WHAT IS BEING ASKED: Whenever a line in the records below contains "types", pick it out.

(Saved data entries)
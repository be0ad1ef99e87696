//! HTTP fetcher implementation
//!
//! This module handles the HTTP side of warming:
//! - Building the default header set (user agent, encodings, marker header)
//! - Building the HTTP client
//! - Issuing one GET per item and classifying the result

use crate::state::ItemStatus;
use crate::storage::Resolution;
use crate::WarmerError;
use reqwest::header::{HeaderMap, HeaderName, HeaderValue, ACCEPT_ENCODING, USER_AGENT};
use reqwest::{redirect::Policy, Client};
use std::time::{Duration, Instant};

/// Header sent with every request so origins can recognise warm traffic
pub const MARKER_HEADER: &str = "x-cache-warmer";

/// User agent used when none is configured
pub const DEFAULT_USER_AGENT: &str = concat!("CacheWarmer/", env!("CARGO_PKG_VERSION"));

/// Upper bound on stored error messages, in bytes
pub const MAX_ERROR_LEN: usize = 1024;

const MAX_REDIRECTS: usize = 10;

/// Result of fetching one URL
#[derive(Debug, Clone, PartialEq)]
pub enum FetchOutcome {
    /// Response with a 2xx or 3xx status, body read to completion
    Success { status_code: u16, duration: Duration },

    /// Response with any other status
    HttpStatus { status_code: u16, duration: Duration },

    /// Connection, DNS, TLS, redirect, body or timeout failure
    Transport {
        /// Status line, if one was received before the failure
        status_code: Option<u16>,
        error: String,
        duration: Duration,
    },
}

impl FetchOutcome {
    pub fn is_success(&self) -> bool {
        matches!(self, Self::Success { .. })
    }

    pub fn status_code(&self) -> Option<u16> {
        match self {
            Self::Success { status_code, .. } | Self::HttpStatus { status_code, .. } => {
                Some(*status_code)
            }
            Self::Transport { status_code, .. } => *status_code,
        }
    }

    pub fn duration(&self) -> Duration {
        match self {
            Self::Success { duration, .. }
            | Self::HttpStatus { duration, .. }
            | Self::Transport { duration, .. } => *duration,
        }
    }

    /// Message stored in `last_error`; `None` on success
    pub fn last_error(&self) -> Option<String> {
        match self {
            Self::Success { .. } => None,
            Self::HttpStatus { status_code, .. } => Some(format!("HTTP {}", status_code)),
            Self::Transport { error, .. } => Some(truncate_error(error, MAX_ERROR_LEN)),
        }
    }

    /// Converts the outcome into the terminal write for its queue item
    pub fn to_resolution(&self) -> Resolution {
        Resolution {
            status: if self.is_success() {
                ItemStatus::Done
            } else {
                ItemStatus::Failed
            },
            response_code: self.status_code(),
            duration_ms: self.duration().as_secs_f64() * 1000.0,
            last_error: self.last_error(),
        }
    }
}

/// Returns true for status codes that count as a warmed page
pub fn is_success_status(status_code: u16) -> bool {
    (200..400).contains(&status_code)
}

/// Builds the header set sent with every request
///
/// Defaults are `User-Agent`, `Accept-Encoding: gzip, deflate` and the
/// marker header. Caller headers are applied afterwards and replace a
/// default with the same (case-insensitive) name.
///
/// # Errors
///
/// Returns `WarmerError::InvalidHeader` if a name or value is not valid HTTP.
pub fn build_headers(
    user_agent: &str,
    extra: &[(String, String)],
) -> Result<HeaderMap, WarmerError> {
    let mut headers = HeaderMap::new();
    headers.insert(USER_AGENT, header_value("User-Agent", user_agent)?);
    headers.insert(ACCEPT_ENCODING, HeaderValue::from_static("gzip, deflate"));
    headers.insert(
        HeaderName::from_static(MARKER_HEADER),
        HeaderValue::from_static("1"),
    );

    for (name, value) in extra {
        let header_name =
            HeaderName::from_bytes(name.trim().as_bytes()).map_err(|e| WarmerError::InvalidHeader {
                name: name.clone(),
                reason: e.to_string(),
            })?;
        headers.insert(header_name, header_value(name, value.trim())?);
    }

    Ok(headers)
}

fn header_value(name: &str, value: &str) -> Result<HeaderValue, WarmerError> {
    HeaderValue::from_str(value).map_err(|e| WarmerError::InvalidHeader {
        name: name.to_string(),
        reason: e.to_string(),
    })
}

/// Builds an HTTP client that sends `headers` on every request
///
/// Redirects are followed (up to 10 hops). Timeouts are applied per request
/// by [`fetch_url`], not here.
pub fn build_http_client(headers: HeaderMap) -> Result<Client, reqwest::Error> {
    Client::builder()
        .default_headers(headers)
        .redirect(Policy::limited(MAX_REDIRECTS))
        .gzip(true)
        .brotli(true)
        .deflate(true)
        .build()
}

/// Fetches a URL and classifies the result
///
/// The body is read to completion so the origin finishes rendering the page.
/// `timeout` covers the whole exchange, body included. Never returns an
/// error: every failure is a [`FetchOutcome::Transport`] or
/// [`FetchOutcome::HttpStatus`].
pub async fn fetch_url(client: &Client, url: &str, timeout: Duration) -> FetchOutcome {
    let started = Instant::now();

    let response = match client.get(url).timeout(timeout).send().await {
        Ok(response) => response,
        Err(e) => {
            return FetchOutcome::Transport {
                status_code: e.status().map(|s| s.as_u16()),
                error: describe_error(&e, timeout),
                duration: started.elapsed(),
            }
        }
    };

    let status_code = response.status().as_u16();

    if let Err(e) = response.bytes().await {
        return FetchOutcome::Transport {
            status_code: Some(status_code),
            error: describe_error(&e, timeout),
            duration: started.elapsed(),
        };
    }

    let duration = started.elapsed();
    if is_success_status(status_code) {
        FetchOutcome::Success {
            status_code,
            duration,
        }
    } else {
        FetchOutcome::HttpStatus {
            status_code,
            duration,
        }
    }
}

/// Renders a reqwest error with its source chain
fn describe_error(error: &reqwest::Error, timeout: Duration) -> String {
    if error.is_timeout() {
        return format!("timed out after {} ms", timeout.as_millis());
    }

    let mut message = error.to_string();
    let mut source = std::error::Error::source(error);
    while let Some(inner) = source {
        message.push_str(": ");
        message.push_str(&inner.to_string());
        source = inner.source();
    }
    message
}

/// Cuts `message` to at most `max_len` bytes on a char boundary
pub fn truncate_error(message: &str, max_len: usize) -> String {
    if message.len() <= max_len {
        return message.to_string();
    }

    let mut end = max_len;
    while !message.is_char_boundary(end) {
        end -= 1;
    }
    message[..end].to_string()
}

==

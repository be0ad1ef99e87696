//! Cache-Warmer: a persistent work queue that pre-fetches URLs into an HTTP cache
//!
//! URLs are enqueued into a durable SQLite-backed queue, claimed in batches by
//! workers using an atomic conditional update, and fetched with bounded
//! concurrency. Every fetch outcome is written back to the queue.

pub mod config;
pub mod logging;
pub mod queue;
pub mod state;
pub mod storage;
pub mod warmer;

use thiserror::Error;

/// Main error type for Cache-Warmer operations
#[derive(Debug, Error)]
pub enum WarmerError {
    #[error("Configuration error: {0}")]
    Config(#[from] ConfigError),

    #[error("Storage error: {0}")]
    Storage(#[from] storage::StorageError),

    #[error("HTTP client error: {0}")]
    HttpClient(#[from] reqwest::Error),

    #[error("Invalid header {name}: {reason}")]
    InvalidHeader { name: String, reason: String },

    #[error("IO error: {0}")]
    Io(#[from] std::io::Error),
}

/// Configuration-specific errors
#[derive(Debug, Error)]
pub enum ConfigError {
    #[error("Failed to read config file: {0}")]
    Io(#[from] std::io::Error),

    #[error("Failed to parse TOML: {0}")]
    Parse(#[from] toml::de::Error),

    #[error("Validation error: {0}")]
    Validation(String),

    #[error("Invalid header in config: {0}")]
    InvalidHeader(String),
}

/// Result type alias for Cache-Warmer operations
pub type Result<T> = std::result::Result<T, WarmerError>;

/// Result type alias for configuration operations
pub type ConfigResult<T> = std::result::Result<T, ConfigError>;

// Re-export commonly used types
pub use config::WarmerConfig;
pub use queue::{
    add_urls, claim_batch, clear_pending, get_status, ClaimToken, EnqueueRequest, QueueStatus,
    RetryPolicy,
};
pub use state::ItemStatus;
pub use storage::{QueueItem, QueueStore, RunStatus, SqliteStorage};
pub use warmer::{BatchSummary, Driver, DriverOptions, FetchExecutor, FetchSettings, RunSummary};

--

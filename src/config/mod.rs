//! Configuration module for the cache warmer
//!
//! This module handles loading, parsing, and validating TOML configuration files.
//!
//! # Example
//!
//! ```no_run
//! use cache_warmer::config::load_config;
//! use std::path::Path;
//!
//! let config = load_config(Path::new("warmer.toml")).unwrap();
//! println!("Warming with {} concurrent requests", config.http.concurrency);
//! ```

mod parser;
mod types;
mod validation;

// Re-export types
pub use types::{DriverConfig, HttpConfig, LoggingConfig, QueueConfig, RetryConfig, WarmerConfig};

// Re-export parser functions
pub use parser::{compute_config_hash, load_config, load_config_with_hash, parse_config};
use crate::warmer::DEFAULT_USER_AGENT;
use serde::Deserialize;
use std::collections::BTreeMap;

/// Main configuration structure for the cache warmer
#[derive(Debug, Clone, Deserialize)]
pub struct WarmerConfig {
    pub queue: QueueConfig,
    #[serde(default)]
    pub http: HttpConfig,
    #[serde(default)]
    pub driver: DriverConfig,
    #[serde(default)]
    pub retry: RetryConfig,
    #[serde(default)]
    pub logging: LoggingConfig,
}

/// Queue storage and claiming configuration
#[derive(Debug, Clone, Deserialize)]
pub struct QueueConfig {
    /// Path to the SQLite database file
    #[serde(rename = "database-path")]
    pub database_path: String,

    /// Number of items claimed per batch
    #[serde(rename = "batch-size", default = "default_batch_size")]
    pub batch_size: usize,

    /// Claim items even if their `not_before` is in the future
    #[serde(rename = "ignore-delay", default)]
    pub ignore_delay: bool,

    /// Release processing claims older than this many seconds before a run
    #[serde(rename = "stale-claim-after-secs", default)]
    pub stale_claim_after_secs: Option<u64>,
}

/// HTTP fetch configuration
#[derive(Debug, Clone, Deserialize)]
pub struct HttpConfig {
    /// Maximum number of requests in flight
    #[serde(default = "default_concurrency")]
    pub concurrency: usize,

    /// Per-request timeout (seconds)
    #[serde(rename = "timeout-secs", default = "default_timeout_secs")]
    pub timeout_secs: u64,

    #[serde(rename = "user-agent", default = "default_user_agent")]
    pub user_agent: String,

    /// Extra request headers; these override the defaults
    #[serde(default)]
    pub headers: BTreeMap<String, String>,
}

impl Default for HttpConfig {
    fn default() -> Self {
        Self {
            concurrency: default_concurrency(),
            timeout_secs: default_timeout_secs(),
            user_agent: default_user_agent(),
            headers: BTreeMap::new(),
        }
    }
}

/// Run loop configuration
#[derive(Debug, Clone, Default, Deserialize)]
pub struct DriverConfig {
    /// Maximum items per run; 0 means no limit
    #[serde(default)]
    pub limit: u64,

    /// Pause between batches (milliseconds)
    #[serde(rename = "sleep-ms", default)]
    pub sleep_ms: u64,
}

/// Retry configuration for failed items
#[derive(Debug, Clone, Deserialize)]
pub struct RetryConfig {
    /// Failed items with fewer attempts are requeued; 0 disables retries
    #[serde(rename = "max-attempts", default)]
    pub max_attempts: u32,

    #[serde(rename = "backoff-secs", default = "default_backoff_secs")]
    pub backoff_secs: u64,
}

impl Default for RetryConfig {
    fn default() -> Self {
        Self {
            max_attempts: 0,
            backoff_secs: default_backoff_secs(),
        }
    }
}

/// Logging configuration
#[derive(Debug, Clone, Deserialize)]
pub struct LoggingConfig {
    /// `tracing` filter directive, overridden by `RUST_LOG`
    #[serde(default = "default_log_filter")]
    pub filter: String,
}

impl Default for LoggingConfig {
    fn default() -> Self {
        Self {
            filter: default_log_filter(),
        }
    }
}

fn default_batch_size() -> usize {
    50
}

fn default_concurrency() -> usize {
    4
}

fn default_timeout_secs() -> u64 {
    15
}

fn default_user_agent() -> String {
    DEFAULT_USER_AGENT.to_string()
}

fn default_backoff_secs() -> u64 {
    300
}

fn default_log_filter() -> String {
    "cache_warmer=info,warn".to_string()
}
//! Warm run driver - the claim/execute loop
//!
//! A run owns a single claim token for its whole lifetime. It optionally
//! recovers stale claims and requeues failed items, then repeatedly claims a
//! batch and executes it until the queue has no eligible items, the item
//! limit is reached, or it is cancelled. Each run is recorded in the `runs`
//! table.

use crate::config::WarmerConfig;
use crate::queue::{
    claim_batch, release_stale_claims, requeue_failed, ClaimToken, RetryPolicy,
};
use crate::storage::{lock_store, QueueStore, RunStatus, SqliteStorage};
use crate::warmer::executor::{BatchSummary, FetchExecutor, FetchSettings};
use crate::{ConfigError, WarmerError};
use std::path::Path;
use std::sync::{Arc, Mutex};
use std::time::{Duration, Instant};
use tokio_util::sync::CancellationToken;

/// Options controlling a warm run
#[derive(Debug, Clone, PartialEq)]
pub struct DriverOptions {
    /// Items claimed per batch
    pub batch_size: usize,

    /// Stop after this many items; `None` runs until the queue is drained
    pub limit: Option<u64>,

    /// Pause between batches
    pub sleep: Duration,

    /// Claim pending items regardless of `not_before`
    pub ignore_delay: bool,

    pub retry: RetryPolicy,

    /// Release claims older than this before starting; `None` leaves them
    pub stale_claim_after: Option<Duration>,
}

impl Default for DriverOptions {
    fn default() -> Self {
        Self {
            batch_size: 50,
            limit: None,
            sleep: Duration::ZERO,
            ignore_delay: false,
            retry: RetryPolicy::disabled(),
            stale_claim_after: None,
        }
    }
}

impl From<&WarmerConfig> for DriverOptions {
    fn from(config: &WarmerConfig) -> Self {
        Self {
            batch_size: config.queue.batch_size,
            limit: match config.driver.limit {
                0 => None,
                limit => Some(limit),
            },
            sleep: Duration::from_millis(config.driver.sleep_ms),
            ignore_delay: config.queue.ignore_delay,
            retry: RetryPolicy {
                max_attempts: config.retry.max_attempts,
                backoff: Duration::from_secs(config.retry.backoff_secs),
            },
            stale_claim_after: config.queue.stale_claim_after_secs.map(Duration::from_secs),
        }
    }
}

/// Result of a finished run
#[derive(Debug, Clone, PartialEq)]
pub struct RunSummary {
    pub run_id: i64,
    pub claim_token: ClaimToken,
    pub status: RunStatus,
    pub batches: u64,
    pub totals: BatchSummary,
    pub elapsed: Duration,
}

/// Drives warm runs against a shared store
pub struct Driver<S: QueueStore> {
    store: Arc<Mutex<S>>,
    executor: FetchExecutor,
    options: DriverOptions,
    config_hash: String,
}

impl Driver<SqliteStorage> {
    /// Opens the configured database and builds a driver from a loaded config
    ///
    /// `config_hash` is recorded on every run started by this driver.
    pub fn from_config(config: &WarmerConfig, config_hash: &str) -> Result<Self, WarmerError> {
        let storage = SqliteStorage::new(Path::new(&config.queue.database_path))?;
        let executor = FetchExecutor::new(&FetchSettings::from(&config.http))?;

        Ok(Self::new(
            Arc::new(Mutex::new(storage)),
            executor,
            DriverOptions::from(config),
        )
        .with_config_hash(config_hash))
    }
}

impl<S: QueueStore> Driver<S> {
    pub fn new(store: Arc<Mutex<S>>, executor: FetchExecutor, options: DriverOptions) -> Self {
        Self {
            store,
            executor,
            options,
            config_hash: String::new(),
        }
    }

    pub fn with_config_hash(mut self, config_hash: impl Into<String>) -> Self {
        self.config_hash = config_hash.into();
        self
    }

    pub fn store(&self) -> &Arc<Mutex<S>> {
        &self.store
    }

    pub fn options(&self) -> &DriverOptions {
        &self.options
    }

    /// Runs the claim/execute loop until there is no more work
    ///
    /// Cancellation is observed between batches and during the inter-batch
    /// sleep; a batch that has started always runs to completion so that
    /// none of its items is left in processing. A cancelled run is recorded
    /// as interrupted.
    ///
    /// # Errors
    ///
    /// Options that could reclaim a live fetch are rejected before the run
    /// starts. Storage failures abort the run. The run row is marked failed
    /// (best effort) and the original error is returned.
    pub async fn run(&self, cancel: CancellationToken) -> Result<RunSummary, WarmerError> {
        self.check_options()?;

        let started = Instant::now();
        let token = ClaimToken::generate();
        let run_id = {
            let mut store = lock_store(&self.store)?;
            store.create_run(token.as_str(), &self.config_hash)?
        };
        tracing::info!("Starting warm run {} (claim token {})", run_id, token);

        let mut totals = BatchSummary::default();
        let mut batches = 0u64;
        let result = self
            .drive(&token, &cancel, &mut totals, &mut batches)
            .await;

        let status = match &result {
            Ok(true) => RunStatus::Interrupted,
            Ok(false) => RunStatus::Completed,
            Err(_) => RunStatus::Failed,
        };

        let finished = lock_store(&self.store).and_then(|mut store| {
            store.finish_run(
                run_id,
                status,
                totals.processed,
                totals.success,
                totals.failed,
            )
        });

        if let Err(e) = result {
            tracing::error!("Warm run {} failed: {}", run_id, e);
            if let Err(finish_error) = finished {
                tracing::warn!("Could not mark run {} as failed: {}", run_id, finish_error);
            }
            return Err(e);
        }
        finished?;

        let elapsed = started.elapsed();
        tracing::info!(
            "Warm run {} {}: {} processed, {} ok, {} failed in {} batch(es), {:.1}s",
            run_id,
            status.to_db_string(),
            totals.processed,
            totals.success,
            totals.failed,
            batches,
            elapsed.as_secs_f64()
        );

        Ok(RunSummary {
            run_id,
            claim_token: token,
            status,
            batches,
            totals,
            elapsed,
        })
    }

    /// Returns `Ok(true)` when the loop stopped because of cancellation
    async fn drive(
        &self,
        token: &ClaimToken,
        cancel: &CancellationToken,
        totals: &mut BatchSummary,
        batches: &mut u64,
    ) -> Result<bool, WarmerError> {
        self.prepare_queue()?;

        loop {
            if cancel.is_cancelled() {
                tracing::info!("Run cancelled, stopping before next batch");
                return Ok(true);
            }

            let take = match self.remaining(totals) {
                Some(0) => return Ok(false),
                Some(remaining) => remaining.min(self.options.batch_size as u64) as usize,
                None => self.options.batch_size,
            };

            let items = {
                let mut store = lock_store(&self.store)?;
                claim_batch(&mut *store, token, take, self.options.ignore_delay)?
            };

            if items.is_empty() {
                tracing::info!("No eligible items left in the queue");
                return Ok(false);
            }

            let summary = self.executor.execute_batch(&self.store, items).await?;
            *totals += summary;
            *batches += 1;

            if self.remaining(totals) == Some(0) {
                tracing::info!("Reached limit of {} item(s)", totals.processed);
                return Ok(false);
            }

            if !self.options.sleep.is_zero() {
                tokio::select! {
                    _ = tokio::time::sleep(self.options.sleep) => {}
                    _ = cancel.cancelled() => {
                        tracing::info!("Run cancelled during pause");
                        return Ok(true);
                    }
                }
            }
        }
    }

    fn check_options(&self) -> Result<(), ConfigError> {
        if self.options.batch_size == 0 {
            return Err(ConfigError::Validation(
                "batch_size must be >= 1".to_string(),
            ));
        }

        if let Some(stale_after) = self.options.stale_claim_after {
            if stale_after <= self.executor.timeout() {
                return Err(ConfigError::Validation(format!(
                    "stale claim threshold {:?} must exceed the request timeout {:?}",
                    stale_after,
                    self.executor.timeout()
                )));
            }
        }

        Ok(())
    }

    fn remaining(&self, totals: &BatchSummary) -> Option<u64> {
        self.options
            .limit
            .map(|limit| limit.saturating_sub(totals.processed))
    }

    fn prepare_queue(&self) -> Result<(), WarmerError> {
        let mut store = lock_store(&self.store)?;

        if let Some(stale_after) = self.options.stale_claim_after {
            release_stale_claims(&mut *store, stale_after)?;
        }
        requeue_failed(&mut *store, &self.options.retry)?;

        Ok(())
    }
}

RESULT:
// Re-export commonly used types
mod types;
// Re-export types
pub use types::{DriverConfig, HttpConfig, LoggingConfig, QueueConfig, RetryConfig, WarmerConfig};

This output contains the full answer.